Women love that word. It’s in their status, it’s the title of the last ten Instagram poems they shared, it’s their tattoo, they probably have a song by that name in their playlist….or a ‘Believe’ playlist for those tough days.

They love that shit….they fucking LOVE it. They believe in true love – as we all should, but really hard – that their future is secure in the arms of some man/woman, they believe lies from the army of assholes out there and they believe the person they fancy will notice them or change.

So many believe they need the shit arse who’s in their life right now or that they need a partner to begin with.

Not so.

 

The point I’m trying to make is that belief in something is critical. It’s a must and we should all be doing that, because we are human. What I’ve come to notice from my engagements with the women I’ve come to know over the last two years, is that it’s pointing in the wrong direction.

Being mostly a pessimist, I don’t think our solace lies in believing in just any outward bullshit and if you’re gonna start anywhere, I would say turn that inward and believe in yourself…or at least things about yourself.

No one wants an outie belly button, why would you want outie belief?

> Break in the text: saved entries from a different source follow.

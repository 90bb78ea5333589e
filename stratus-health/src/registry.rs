//! Address registry seam.
//!
//! The registry is an external collaborator: it owns the mapping from
//! service ids to endpoints and learns about evictions from the health
//! monitor. `StaticAddressRegistry` is the in-memory implementation used
//! for fixed topologies and tests.

use dashmap::DashMap;
use tokio::sync::broadcast;

use stratus_core::Endpoint;

/// Change notification carrying the affected endpoints.
#[derive(Debug, Clone)]
pub enum RegistryEvent {
    /// A service was registered with these endpoints.
    Created {
        /// Service id.
        service: String,
        /// Endpoints now hosting the service.
        endpoints: Vec<Endpoint>,
    },
    /// A service's endpoint set changed.
    Changed {
        /// Service id.
        service: String,
        /// Endpoints now hosting the service.
        endpoints: Vec<Endpoint>,
    },
    /// A service was removed.
    Removed {
        /// Service id.
        service: String,
        /// Endpoints that hosted the service.
        endpoints: Vec<Endpoint>,
    },
}

/// Trait for address registries.
///
/// Change notification goes through an explicit broadcast subscription so
/// ordering and unsubscription are deterministic.
pub trait AddressRegistry: Send + Sync + 'static {
    /// Endpoints currently hosting a service.
    fn addresses_for(&self, service_id: &str) -> Vec<Endpoint>;

    /// Whether any registered service claims this endpoint.
    fn claims(&self, endpoint: &Endpoint) -> bool;

    /// Drop endpoints from every service they appear under (health
    /// eviction path).
    fn remove_addresses(&self, endpoints: &[Endpoint]);

    /// Subscribe to change events.
    fn subscribe(&self) -> broadcast::Receiver<RegistryEvent>;
}

/// A static in-memory address registry.
///
/// ## Example
///
/// ```rust
/// use stratus_health::{AddressRegistry, StaticAddressRegistry};
///
/// let registry = StaticAddressRegistry::new();
/// registry.add_service("billing", vec!["10.0.0.1:9000".parse().unwrap()]);
///
/// let addrs = registry.addresses_for("billing");
/// assert_eq!(addrs.len(), 1);
/// ```
pub struct StaticAddressRegistry {
    services: DashMap<String, Vec<Endpoint>>,
    events: broadcast::Sender<RegistryEvent>,
}

impl StaticAddressRegistry {
    /// Create an empty registry.
    #[must_use]
    pub fn new() -> Self {
        let (events, _) = broadcast::channel(64);
        Self {
            services: DashMap::new(),
            events,
        }
    }

    /// Register a service with its endpoints, replacing any previous set.
    pub fn add_service(&self, service: impl Into<String>, endpoints: Vec<Endpoint>) {
        let service = service.into();
        let previous = self.services.insert(service.clone(), endpoints.clone());

        let event = if previous.is_some() {
            RegistryEvent::Changed {
                service,
                endpoints,
            }
        } else {
            RegistryEvent::Created {
                service,
                endpoints,
            }
        };
        let _ = self.events.send(event);
    }

    /// Remove a service entirely.
    pub fn remove_service(&self, service: &str) {
        if let Some((service, endpoints)) = self.services.remove(service) {
            let _ = self.events.send(RegistryEvent::Removed { service, endpoints });
        }
    }
}

impl Default for StaticAddressRegistry {
    fn default() -> Self {
        Self::new()
    }
}

impl AddressRegistry for StaticAddressRegistry {
    fn addresses_for(&self, service_id: &str) -> Vec<Endpoint> {
        self.services
            .get(service_id)
            .map(|e| e.clone())
            .unwrap_or_default()
    }

    fn claims(&self, endpoint: &Endpoint) -> bool {
        self.services
            .iter()
            .any(|entry| entry.value().contains(endpoint))
    }

    fn remove_addresses(&self, endpoints: &[Endpoint]) {
        for mut entry in self.services.iter_mut() {
            let before = entry.value().len();
            entry.value_mut().retain(|ep| !endpoints.contains(ep));

            if entry.value().len() != before {
                let _ = self.events.send(RegistryEvent::Changed {
                    service: entry.key().clone(),
                    endpoints: entry.value().clone(),
                });
            }
        }
    }

    fn subscribe(&self) -> broadcast::Receiver<RegistryEvent> {
        self.events.subscribe()
    }
}
impl HealthMonitor {
    /// Create a new monitor with the transport-level fallback prober.
    #[must_use]
    pub fn new(config: HealthConfig) -> Self {
        let (events, _) = broadcast::channel(64);
        let (stop, _) = watch::channel(false);
        Self {
            entries: DashMap::new(),
            prober: RwLock::new(Arc::new(TcpProber::new())),
            registry: RwLock::new(None),
            events,
            config,
            stop,
        }
    }

    /// Replace the prober (e.g. with the application-level ping probe).
    pub fn set_prober(&self, prober: Arc<dyn Prober>) {
        *self.prober.write() = prober;
    }

    /// Attach the address registry.
    ///
    /// The monitor pushes evicted endpoints to it and, once spawned,
    /// reacts to its change events. Attach before calling [`spawn`].
    ///
    /// [`spawn`]: HealthMonitor::spawn
    pub fn set_registry(&self, registry: Arc<dyn AddressRegistry>) {
        *self.registry.write() = Some(registry);
    }

    /// Subscribe to health change and removal events.
    #[must_use]
    pub fn subscribe(&self) -> broadcast::Receiver<HealthEvent> {
        self.events.subscribe()
    }

    /// Idempotently begin tracking an endpoint.
    pub fn monitor(&self, endpoint: Endpoint) {
        self.entries
            .entry(endpoint)
            .or_insert_with(MonitorEntry::unknown);
    }

    /// Whether an endpoint is currently tracked.
    #[must_use]
    pub fn is_tracked(&self, endpoint: &Endpoint) -> bool {
        self.entries.contains_key(endpoint)
    }

    /// Current consecutive-failure count for a tracked endpoint.
    #[must_use]
    pub fn consecutive_failures(&self, endpoint: &Endpoint) -> Option<u32> {
        self.entries
            .get(endpoint)
            .map(|e| e.consecutive_failures)
    }

    /// Number of tracked endpoints.
    #[must_use]
    pub fn tracked_count(&self) -> usize {
        self.entries.len()
    }

    /// Out-of-band failure signal from a failed call.
    ///
    /// Immediately marks the endpoint unhealthy without waiting for the
    /// next cycle. The signal participates in the consecutive-failure
    /// accounting; eviction still only happens through the threshold.
    pub fn mark_failure(&self, endpoint: &Endpoint) {
        tracing::debug!(%endpoint, "call failure reported");
        self.record_failure(endpoint);
    }

    /// Check whether an endpoint is healthy.
    ///
    /// An untracked (or not-yet-probed) endpoint gets an immediate one-shot
    /// probe and then enters tracking, rather than answering from a stale
    /// unknown state.
    pub async fn is_healthy(&self, endpoint: &Endpoint) -> bool {
        if let Some(entry) = self.entries.get(endpoint) {
            if let Some(healthy) = entry.healthy {
                return healthy;
            }
        }

        let result = self.probe_once(endpoint).await;
        self.apply_probe(endpoint, result);

        self.entries
            .get(endpoint)
            .is_some_and(|e| e.healthy == Some(true))
    }

    /// Run the monitor until [`shutdown`].
    ///
    /// [`shutdown`]: HealthMonitor::shutdown
    pub fn spawn(self: Arc<Self>) -> JoinHandle<()> {
        let stop = self.stop.subscribe();
        let registry_events = self.registry.read().as_ref().map(|r| r.subscribe());
        tokio::spawn(async move { self.run(stop, registry_events).await })
    }

    /// Stop the spawned probe cycle.
    pub fn shutdown(&self) {
        let _ = self.stop.send(true);
    }

    async fn run(
        &self,
        mut stop: watch::Receiver<bool>,
        mut registry_events: Option<broadcast::Receiver<RegistryEvent>>,
    ) {
        let mut ticker = tokio::time::interval(self.config.probe_interval);

        loop {
            tokio::select! {
                _ = ticker.tick() => self.probe_cycle().await,
                changed = stop.changed() => {
                    if changed.is_err() || *stop.borrow() {
                        tracing::debug!("health monitor stopped");
                        return;
                    }
                }
                event = recv_registry(&mut registry_events) => {
                    if let Some(event) = event {
                        self.handle_registry_event(event);
                    }
                }
            }
        }
    }

    /// Probe every tracked endpoint concurrently and fold the results back
    /// into the entries.
    async fn probe_cycle(&self) {
        let endpoints: Vec<Endpoint> = self.entries.iter().map(|e| e.key().clone()).collect();
        if endpoints.is_empty() {
            return;
        }

        let probes = endpoints.into_iter().map(|endpoint| async move {
            let result = self.probe_once(&endpoint).await;
            (endpoint, result)
        });

        for (endpoint, result) in futures::future::join_all(probes).await {
            // Skip endpoints untracked mid-cycle by a registry event
            if !self.entries.contains_key(&endpoint) {
                continue;
            }
            self.apply_probe(&endpoint, result);
        }
    }

    async fn probe_once(&self, endpoint: &Endpoint) -> Result<(), StratusError> {
        let prober = self.prober.read().clone();
        prober
            .probe(endpoint.clone(), self.config.probe_timeout)
            .await
    }

    fn apply_probe(&self, endpoint: &Endpoint, result: Result<(), StratusError>) {
        match result {
            Ok(()) => self.record_success(endpoint),
            Err(e) => {
                tracing::debug!(%endpoint, error = %e, "probe failed");
                self.record_failure(endpoint);
            }
        }
    }

    fn record_success(&self, endpoint: &Endpoint) {
        let changed = {
            let mut entry = self
                .entries
                .entry(endpoint.clone())
                .or_insert_with(MonitorEntry::unknown);
            let changed = entry.healthy != Some(true);
            entry.healthy = Some(true);
            entry.consecutive_failures = 0;
            changed
        };

        if changed {
            tracing::debug!(%endpoint, "endpoint healthy");
            let _ = self.events.send(HealthEvent::Changed {
                endpoint: endpoint.clone(),
                healthy: true,
            });
        }
    }

    fn record_failure(&self, endpoint: &Endpoint) {
        let (changed, evict) = {
            let mut entry = self
                .entries
                .entry(endpoint.clone())
                .or_insert_with(MonitorEntry::unknown);
            let changed = entry.healthy != Some(false);
            entry.healthy = Some(false);
            entry.consecutive_failures += 1;
            (
                changed,
                entry.consecutive_failures >= self.config.eviction_threshold,
            )
        };

        if changed {
            let _ = self.events.send(HealthEvent::Changed {
                endpoint: endpoint.clone(),
                healthy: false,
            });
        }

        if evict {
            self.evict(endpoint);
        }
    }

    /// Terminal transition: stop tracking and tell the registry to drop the
    /// endpoint from routing. The removal notification fires exactly once
    /// even under racing failure signals.
    fn evict(&self, endpoint: &Endpoint) {
        if self.entries.remove(endpoint).is_none() {
            return;
        }

        tracing::warn!(%endpoint, "endpoint evicted after consecutive failures");
        let _ = self.events.send(HealthEvent::Removed {
            endpoint: endpoint.clone(),
        });

        let registry = self.registry.read().clone();
        if let Some(registry) = registry {
            registry.remove_addresses(std::slice::from_ref(endpoint));
        }
    }

    fn handle_registry_event(&self, event: RegistryEvent) {
        match event {
            RegistryEvent::Created { endpoints, .. } | RegistryEvent::Changed { endpoints, .. } => {
                for endpoint in endpoints {
                    self.monitor(endpoint);
                }
            }
            RegistryEvent::Removed { service, endpoints } => {
                for endpoint in endpoints {
                    if self.entries.remove(&endpoint).is_some() {
                        tracing::debug!(%endpoint, %service, "stopped tracking removed endpoint");
                    }
                }
            }
        }
    }
}
//! Default rkyv-based envelope codec.

use rkyv::rancor::Error as RkyvError;
use rkyv::util::AlignedVec;

use stratus_core::{CodecError, WireCodec, WireMessage};

/// The default `WireCodec`: rkyv-serialized envelopes.
///
/// Encoding produces a self-contained byte buffer; decoding validates the
/// archived form before deserializing into owned envelopes. Deployments
/// with their own wire format plug in behind the `WireCodec` trait instead.
#[derive(Debug, Clone, Default)]
pub struct EnvelopeCodec;

impl EnvelopeCodec {
    /// Create a new codec.
    #[must_use]
    pub fn new() -> Self {
        Self
    }
}

impl WireCodec for EnvelopeCodec {
    fn encode(&self, message: &WireMessage) -> Result<Vec<u8>, CodecError> {
        rkyv::to_bytes::<RkyvError>(message)
            .map(|bytes| bytes.to_vec())
            .map_err(|e| CodecError::Serialization(e.to_string()))
    }

    fn decode(&self, bytes: &[u8]) -> Result<WireMessage, CodecError> {
        // Validation requires an aligned buffer; inbound frames from
        // FrameCodec are already aligned, arbitrary slices are re-aligned
        // here before access
        if bytes.as_ptr().align_offset(16) == 0 {
            rkyv::from_bytes::<WireMessage, RkyvError>(bytes)
                .map_err(|e| CodecError::Deserialization(e.to_string()))
        } else {
            let mut aligned = AlignedVec::<16>::with_capacity(bytes.len());
            aligned.extend_from_slice(bytes);
            rkyv::from_bytes::<WireMessage, RkyvError>(&aligned)
                .map_err(|e| CodecError::Deserialization(e.to_string()))
        }
    }
}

Currently what I’m doing in order to get this belief-in-self thing going, is no more negative internal or external dialogue. Being self-deprecating is where I am a viking and it’s not been healthy. I convinced myself that it’s my being modest, but I’m selling myself short…breaking myself down….limiting my beliefs, potential and and and and and…

Also, fuck needing to be tied to someone in order to have value. I’ve spent about a year and a half on my own, not needing to be bound to another person and it was great. There is an awful lot of worth to be found in knowing that at the very least you can be just dandy on your own. Super dandy, even.

 

Also, feeling lonely is normal. Even people in relationships feel lonely sometimes, so don’t expect dating to solve that problem.

 

If you don’t know what to believe about yourself, ask your friends. Your real friends. Those people you know care about you. It’s nothing you haven’t heard before. I’m sure they often tell you what they like most about you and how wonderful you are.

 

Now it’s up to you to start believing that you are.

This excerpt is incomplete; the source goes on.